*EXERCISE*: Each line in the entries below that holds the string "declared" is to be listed.

*Data items*:
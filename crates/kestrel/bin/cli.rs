use std::path::PathBuf;

use clap::{
    builder::{styling::AnsiColor, Styles},
    Parser, Subcommand,
};
use kestrel::{
    cmd::{
        decode::DecodeCommand, encode::EncodeCommand, evm_send::EvmSendCommand,
        multisign::MultisignCommand, send::SendCommand, sign::SignCommand,
        validate_signatures::ValidateSignaturesCommand,
    },
    common::{CliEnv, DatadirCliArgs},
};
use kestrel_cli_runner::CliRunner;
use tracing_subscriber::{fmt, EnvFilter};

#[derive(Debug, Parser)]
#[command(
    name = "kestrel",
    about = "Build, sign and broadcast Cosmos and EVM transactions.",
    version = env!("CARGO_PKG_VERSION"),
    term_width = 80,
    styles = get_color_style()
)]
pub struct Cli {
    #[command(subcommand)]
    pub command: Commands,

    #[arg(
        long,
        global = true,
        value_name = "PATH",
        help = "Client config, YAML or JSON. Defaults to {data_dir}/config.yml when present."
    )]
    pub config: Option<PathBuf>,

    #[clap(flatten)]
    pub data_dir: DatadirCliArgs,

    #[arg(long, global = true, help = "Enable debug logging")]
    pub debug: bool,

    #[arg(long, global = true, help = "Emit logs as JSON lines")]
    pub json_logs: bool,
}

impl Cli {
    pub fn run(self) -> eyre::Result<()> {
        init_tracing(self.debug, self.json_logs);
        let env = CliEnv::load(self.config.as_deref(), self.data_dir.get_data_dir())?;

        let runner = CliRunner::default();
        match self.command {
            Commands::Send(send) => runner.run_command_until_exit(|ctx| send.execute(ctx, env)),
            Commands::Sign(sign) => runner.run_command_until_exit(|ctx| sign.execute(ctx, env)),
            Commands::Multisign(multisign) => {
                runner.run_command_until_exit(|ctx| multisign.execute(ctx, env))
            }
            Commands::Encode(encode) => {
                runner.run_command_until_exit(|ctx| encode.execute(ctx, env))
            }
            Commands::Decode(decode) => {
                runner.run_command_until_exit(|ctx| decode.execute(ctx, env))
            }
            Commands::ValidateSignatures(validate) => {
                runner.run_command_until_exit(|ctx| validate.execute(ctx, env))
            }
            Commands::EvmSend(evm_send) => {
                runner.run_command_until_exit(|ctx| evm_send.execute(ctx, env))
            }
        }
    }
}

#[derive(Debug, Subcommand)]
pub enum Commands {
    #[command(name = "send")]
    Send(SendCommand),

    #[command(name = "sign")]
    Sign(SignCommand),

    #[command(name = "multisign")]
    Multisign(MultisignCommand),

    #[command(name = "encode")]
    Encode(EncodeCommand),

    #[command(name = "decode")]
    Decode(DecodeCommand),

    #[command(name = "validate-signatures")]
    ValidateSignatures(ValidateSignaturesCommand),

    #[command(name = "evm-send")]
    EvmSend(EvmSendCommand),
}

/// Logs go to stderr so documents on stdout stay pipeable.
fn init_tracing(debug: bool, json: bool) {
    let level = if debug { "debug" } else { "info" };
    let filter = EnvFilter::try_from_default_env().unwrap_or_else(|_| EnvFilter::new(level));
    let builder = fmt().with_env_filter(filter).with_writer(std::io::stderr);
    // a second init in the same process keeps the first subscriber
    let _ = if json {
        builder.json().try_init()
    } else {
        builder.try_init()
    };
}

fn get_color_style() -> Styles {
    Styles::styled()
        .usage(AnsiColor::Green.on_default().bold().underline())
        .header(AnsiColor::Yellow.on_default().bold().underline())
        .literal(AnsiColor::Green.on_default())
        .placeholder(AnsiColor::Green.on_default())
}

#[cfg(test)]
mod tests {
    use clap::CommandFactory;

    use super::*;

    #[test]
    fn verify_cli() {
        Cli::command().debug_assert();
    }

    #[test]
    fn global_flags_after_subcommand() {
        let cli = Cli::try_parse_from([
            "kestrel",
            "encode",
            "tx.json",
            "--debug",
            "--config",
            "kestrel.yml",
        ])
        .unwrap();
        assert!(cli.debug);
        assert_eq!(cli.config, Some(PathBuf::from("kestrel.yml")));
        assert!(matches!(cli.command, Commands::Encode(_)));
    }

    #[test]
    fn evm_send_subcommands() {
        let cli = Cli::try_parse_from([
            "kestrel",
            "evm-send",
            "--offline",
            "invoke",
            "0x00000000000000000000000000000000000000bb",
            "0xa9059cbb",
            "--value",
            "7",
        ])
        .unwrap();
        assert!(matches!(cli.command, Commands::EvmSend(_)));
        assert!(
            Cli::try_parse_from(["kestrel", "evm-send", "coin", "not-an-address", "1"]).is_err()
        );
    }
}
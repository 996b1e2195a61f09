//! Raw EVM transactions: gas resolution, EIP-155 legacy signing and sender recovery.

pub mod gas;
pub mod msg;
pub mod recover;
pub mod remote;
pub mod signer;

pub use self::{
    gas::{parse_gas_price, resolve_gas_limit, EvmOptions},
    msg::{EvmMsg, EvmMsgKind},
    remote::{EstimateRequest, EvmQuery},
    signer::{create_and_sign, sender_address, sign_evm_tx, EvmTxJson, SignedEvmTx},
};

#[cfg(any(test, feature = "mock"))]
pub use self::remote::MockEvmQuery;
use std::path::PathBuf;

use clap::Parser;
use kestrel_cli_runner::CliContext;
use kestrel_client::TxClient;
use kestrel_tx::TxOptions;

use crate::common::CliEnv;

#[derive(Debug, Parser)]
#[clap(about = "Print a stored transaction as base64 wire bytes.")]
pub struct EncodeCommand {
    #[arg(value_name = "FILE", help = "The transaction document.")]
    file: PathBuf,
}

impl EncodeCommand {
    pub async fn execute(self, _ctx: CliContext, env: CliEnv) -> eyre::Result<()> {
        let client = TxClient::new(env.config, TxOptions::default());
        println!("{}", client.encode_tx(&self.file)?);
        Ok(())
    }
}
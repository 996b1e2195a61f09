//! Runs one CLI command to completion on a fresh tokio runtime, cancelling it on SIGINT or
//! SIGTERM.

use std::{future::Future, time::Duration};

use kestrel_primitives::CancellationToken;
use tracing::{debug, warn};

/// Grace period for a cancelled command to unwind before the runtime is torn down.
const SHUTDOWN_TIMEOUT: Duration = Duration::from_secs(5);

/// Handed to every command; fires when the user interrupts the process.
#[derive(Clone, Debug, Default)]
pub struct CliContext {
    pub cancel: CancellationToken,
}

#[derive(Debug, Default)]
pub struct CliRunner;

impl CliRunner {
    /// Execute the command produced by `command` until it finishes.
    ///
    /// On a shutdown signal the context token is cancelled and the command is given
    /// [`SHUTDOWN_TIMEOUT`] to return its `Cancelled` error.
    pub fn run_command_until_exit<F, E>(
        self,
        command: impl FnOnce(CliContext) -> F,
    ) -> Result<(), E>
    where
        F: Future<Output = Result<(), E>>,
        E: From<std::io::Error>,
    {
        let runtime = tokio::runtime::Builder::new_multi_thread()
            .enable_all()
            .build()?;

        let context = CliContext::default();
        let cancel = context.cancel.clone();
        let result = runtime.block_on(async move {
            let fut = command(context);
            tokio::pin!(fut);
            tokio::select! {
                res = &mut fut => res,
                signal = wait_for_signal() => {
                    warn!(%signal, "Received shutdown signal, cancelling");
                    cancel.cancel();
                    finish_cancelled(fut, SHUTDOWN_TIMEOUT).await
                }
            }
        });

        debug!("Shutting down runtime");
        runtime.shutdown_timeout(SHUTDOWN_TIMEOUT);
        result
    }
}

/// Wait up to `grace` for a cancelled command, failing with `TimedOut` if it never returns.
async fn finish_cancelled<F, E>(fut: F, grace: Duration) -> Result<(), E>
where
    F: Future<Output = Result<(), E>>,
    E: From<std::io::Error>,
{
    match tokio::time::timeout(grace, fut).await {
        Ok(res) => res,
        Err(_) => {
            warn!(?grace, "Command ignored cancellation, giving up");
            Err(std::io::Error::new(
                std::io::ErrorKind::TimedOut,
                "command did not stop after cancellation",
            )
            .into())
        }
    }
}

#[cfg(unix)]
async fn wait_for_signal() -> &'static str {
    use tokio::signal::unix::{signal, SignalKind};

    let (Ok(mut sigterm), Ok(mut sigint)) =
        (signal(SignalKind::terminate()), signal(SignalKind::interrupt()))
    else {
        return std::future::pending().await;
    };
    tokio::select! {
        _ = sigterm.recv() => "SIGTERM",
        _ = sigint.recv() => "SIGINT",
    }
}

#[cfg(not(unix))]
async fn wait_for_signal() -> &'static str {
    if tokio::signal::ctrl_c().await.is_err() {
        return std::future::pending().await;
    }
    "Ctrl+C"
}

#[cfg(test)]
mod tests {
    use super::*;

    #[test]
    fn runs_to_completion() {
        let res: Result<(), std::io::Error> =
            CliRunner::default().run_command_until_exit(|ctx| async move {
                assert!(!ctx.cancel.is_cancelled());
                Ok(())
            });
        res.unwrap();
    }

    #[test]
    fn propagates_errors() {
        let res: Result<(), std::io::Error> = CliRunner::default()
            .run_command_until_exit(|_| async { Err(std::io::Error::other("boom")) });
        assert_eq!(res.unwrap_err().to_string(), "boom");
    }

    #[tokio::test]
    async fn cancelled_command_is_bounded() {
        let stuck = std::future::pending::<Result<(), std::io::Error>>();
        let err = finish_cancelled(stuck, Duration::from_millis(20))
            .await
            .unwrap_err();
        assert_eq!(err.kind(), std::io::ErrorKind::TimedOut);
    }

    #[tokio::test]
    async fn cancelled_command_result_is_kept() {
        let token = CancellationToken::new();
        token.cancel();
        let res: Result<(), std::io::Error> = finish_cancelled(
            async move {
                assert!(token.is_cancelled());
                Err(std::io::Error::other("cancelled"))
            },
            SHUTDOWN_TIMEOUT,
        )
        .await;
        assert_eq!(res.unwrap_err().to_string(), "cancelled");
    }
}
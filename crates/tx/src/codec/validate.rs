use std::fmt;

use cosmrs::AccountId;
use kestrel_primitives::{Error, Result};
use serde::Serialize;

use crate::{sign_mode::SignerData, tx::Tx, verify::verify_signature};

#[derive(Clone, Debug, PartialEq, Eq, Serialize)]
#[serde(tag = "status", content = "reason", rename_all = "snake_case")]
pub enum SignatureStatus {
    Ok,
    /// The key does not belong to the signer declared at this position.
    Mismatch,
    Invalid(String),
    /// No account number to verify against without a node.
    Unverified(String),
}

impl fmt::Display for SignatureStatus {
    fn fmt(&self, f: &mut fmt::Formatter<'_>) -> fmt::Result {
        match self {
            SignatureStatus::Ok => f.write_str("OK"),
            SignatureStatus::Mismatch => {
                f.write_str("ERROR: signature does not match its respective signer")
            }
            SignatureStatus::Invalid(reason) => write!(f, "ERROR: signature invalid: {reason}"),
            SignatureStatus::Unverified(reason) => write!(f, "UNVERIFIED: {reason}"),
        }
    }
}

#[derive(Clone, Debug, PartialEq, Eq, Serialize)]
pub struct SignerReport {
    pub index: usize,
    pub address: String,
    pub sequence: u64,
    pub status: SignatureStatus,
}

#[derive(Clone, Debug, PartialEq, Eq, Serialize)]
pub struct ValidationReport {
    pub signers: Vec<String>,
    pub signatures: Vec<SignerReport>,
    pub success: bool,
}

impl fmt::Display for ValidationReport {
    fn fmt(&self, f: &mut fmt::Formatter<'_>) -> fmt::Result {
        writeln!(f, "Signers:")?;
        for (i, signer) in self.signers.iter().enumerate() {
            writeln!(f, "  {i}: {signer}")?;
        }
        writeln!(f)?;
        writeln!(f, "Signatures:")?;
        for sig in &self.signatures {
            writeln!(f, "  {}: {} [{}]", sig.index, sig.address, sig.status)?;
        }
        if self.signatures.len() != self.signers.len() {
            writeln!(
                f,
                "ERROR: expected {} signatures, found {}",
                self.signers.len(),
                self.signatures.len()
            )?;
        }
        Ok(())
    }
}

/// Check every signature against the signer declared at its position, then verify it.
///
/// `account_numbers` holds one account number per declared signer; without it (offline) the
/// cryptographic check is skipped and reported as unverified.
pub fn validate_signatures(
    tx: &Tx,
    chain_id: &str,
    prefix: &str,
    account_numbers: Option<&[u64]>,
) -> Result<ValidationReport> {
    let signers = tx.signers()?;
    let signer_bytes = signers
        .iter()
        .map(|s| {
            s.parse::<AccountId>()
                .map(|id| id.to_bytes())
                .map_err(|e| Error::parse("signer address", e))
        })
        .collect::<Result<Vec<_>>>()?;
    let sigs = tx.signatures_v2()?;

    let mut success = sigs.len() == signers.len();
    let mut reports = Vec::with_capacity(sigs.len());
    for (index, sig) in sigs.iter().enumerate() {
        let address = sig.public_key.address();
        let status = match signer_bytes.get(index) {
            Some(expected) if expected.as_slice() == address.as_slice() => {
                match account_numbers.and_then(|numbers| numbers.get(index)) {
                    None => SignatureStatus::Unverified("offline".into()),
                    Some(&account_number) => {
                        let data = SignerData {
                            chain_id: chain_id.to_string(),
                            account_number,
                            sequence: sig.sequence,
                        };
                        match verify_signature(tx, sig, &data) {
                            Ok(()) => SignatureStatus::Ok,
                            Err(e) => SignatureStatus::Invalid(e.to_string()),
                        }
                    }
                }
            }
            _ => SignatureStatus::Mismatch,
        };
        if matches!(status, SignatureStatus::Mismatch | SignatureStatus::Invalid(_)) {
            success = false;
        }
        reports.push(SignerReport {
            index,
            address: sig.public_key.account_id(prefix)?.to_string(),
            sequence: sig.sequence,
            status,
        });
    }

    Ok(ValidationReport {
        signers,
        signatures: reports,
        success,
    })
}

#[cfg(test)]
mod tests {
    use kestrel_primitives::{KeyAlgo, PrivateKey};

    use super::*;
    use crate::{
        msgs::{Coin, CosmosMsg, MsgSend},
        sign_mode::SignMode,
        signer::{sign_round, SignerKey},
        tx::TxBody,
    };

    const CHAIN: &str = "cube_47-5";

    fn send_from(key: &PrivateKey) -> CosmosMsg {
        let from = key.public_key().account_id("xpla").unwrap().to_string();
        CosmosMsg::BankSend(MsgSend {
            from_address: from.clone(),
            to_address: from,
            amount: vec![Coin::new("axpriv", 1)],
        })
    }

    fn signed(msgs: Vec<CosmosMsg>, keys: &[&PrivateKey]) -> Tx {
        let mut tx = Tx {
            body: TxBody {
                messages: msgs,
                ..Default::default()
            },
            ..Default::default()
        };
        let signers = keys
            .iter()
            .map(|key| SignerKey {
                key,
                data: SignerData {
                    chain_id: CHAIN.into(),
                    account_number: 7,
                    sequence: 0,
                },
            })
            .collect::<Vec<_>>();
        sign_round(&mut tx, &signers, SignMode::LegacyAminoJson, true).unwrap();
        tx
    }

    #[test]
    fn valid_online() {
        let key = PrivateKey::from_slice(KeyAlgo::EthSecp256k1, &[1u8; 32]).unwrap();
        let tx = signed(vec![send_from(&key)], &[&key]);
        let report = validate_signatures(&tx, CHAIN, "xpla", Some(&[7])).unwrap();
        assert!(report.success);
        assert_eq!(report.signatures[0].status, SignatureStatus::Ok);
        assert!(report.to_string().contains("[OK]"));
    }

    #[test]
    fn offline_is_unverified_but_ordered() {
        let key = PrivateKey::from_slice(KeyAlgo::EthSecp256k1, &[1u8; 32]).unwrap();
        let tx = signed(vec![send_from(&key)], &[&key]);
        let report = validate_signatures(&tx, CHAIN, "xpla", None).unwrap();
        assert!(report.success);
        assert!(matches!(report.signatures[0].status, SignatureStatus::Unverified(_)));
    }

    #[test]
    fn swapped_signers_mismatch() {
        let a = PrivateKey::from_slice(KeyAlgo::EthSecp256k1, &[1u8; 32]).unwrap();
        let b = PrivateKey::from_slice(KeyAlgo::EthSecp256k1, &[2u8; 32]).unwrap();
        let tx = signed(vec![send_from(&a), send_from(&b)], &[&b, &a]);
        let report = validate_signatures(&tx, CHAIN, "xpla", Some(&[7, 7])).unwrap();
        assert!(!report.success);
        assert_eq!(report.signatures[0].status, SignatureStatus::Mismatch);
        assert!(report
            .to_string()
            .contains("ERROR: signature does not match its respective signer"));
    }

    #[test]
    fn wrong_account_number_is_invalid_not_mismatch() {
        let key = PrivateKey::from_slice(KeyAlgo::EthSecp256k1, &[1u8; 32]).unwrap();
        let tx = signed(vec![send_from(&key)], &[&key]);
        let report = validate_signatures(&tx, CHAIN, "xpla", Some(&[8])).unwrap();
        assert!(!report.success);
        assert!(matches!(report.signatures[0].status, SignatureStatus::Invalid(_)));
    }

    #[test]
    fn missing_signature_fails() {
        let a = PrivateKey::from_slice(KeyAlgo::EthSecp256k1, &[1u8; 32]).unwrap();
        let b = PrivateKey::from_slice(KeyAlgo::EthSecp256k1, &[2u8; 32]).unwrap();
        let tx = signed(vec![send_from(&a), send_from(&b)], &[&a]);
        let report = validate_signatures(&tx, CHAIN, "xpla", None).unwrap();
        assert!(!report.success);
        assert!(report.to_string().contains("expected 2 signatures, found 1"));
    }
}
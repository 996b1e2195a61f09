use std::path::PathBuf;

use clap::Parser;
use kestrel_cli_runner::CliContext;
use kestrel_client::ValidateSignaturesMsg;
use kestrel_tx::TxOptions;

use crate::common::CliEnv;

#[derive(Debug, Parser)]
#[clap(about = "Check every signature of a stored transaction against its signers.")]
pub struct ValidateSignaturesCommand {
    #[arg(value_name = "FILE", help = "The signed transaction document.")]
    file: PathBuf,

    #[arg(long, value_name = "CHAIN_ID", help = "Overrides the configured chain id.")]
    chain_id: Option<String>,

    #[arg(long, help = "Skip the account number lookup.")]
    offline: bool,
}

impl ValidateSignaturesCommand {
    pub async fn execute(self, ctx: CliContext, env: CliEnv) -> eyre::Result<()> {
        let Self {
            file,
            chain_id,
            offline,
        } = self;

        let client = env.client(&ctx, TxOptions::default(), offline).await?;
        let report = client
            .validate_signatures(ValidateSignaturesMsg {
                file,
                chain_id,
                offline,
            })
            .await?;
        print!("{report}");
        if !report.success {
            eyre::bail!("signature verification failed");
        }
        Ok(())
    }
}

*SOLUTION TO THIS PROBLEM*:
    /// The key does not belong to the signer declared at this position.
/// Check every signature against the signer declared at its position, then verify it.
/// `account_numbers` holds one account number per declared signer; without it (offline) the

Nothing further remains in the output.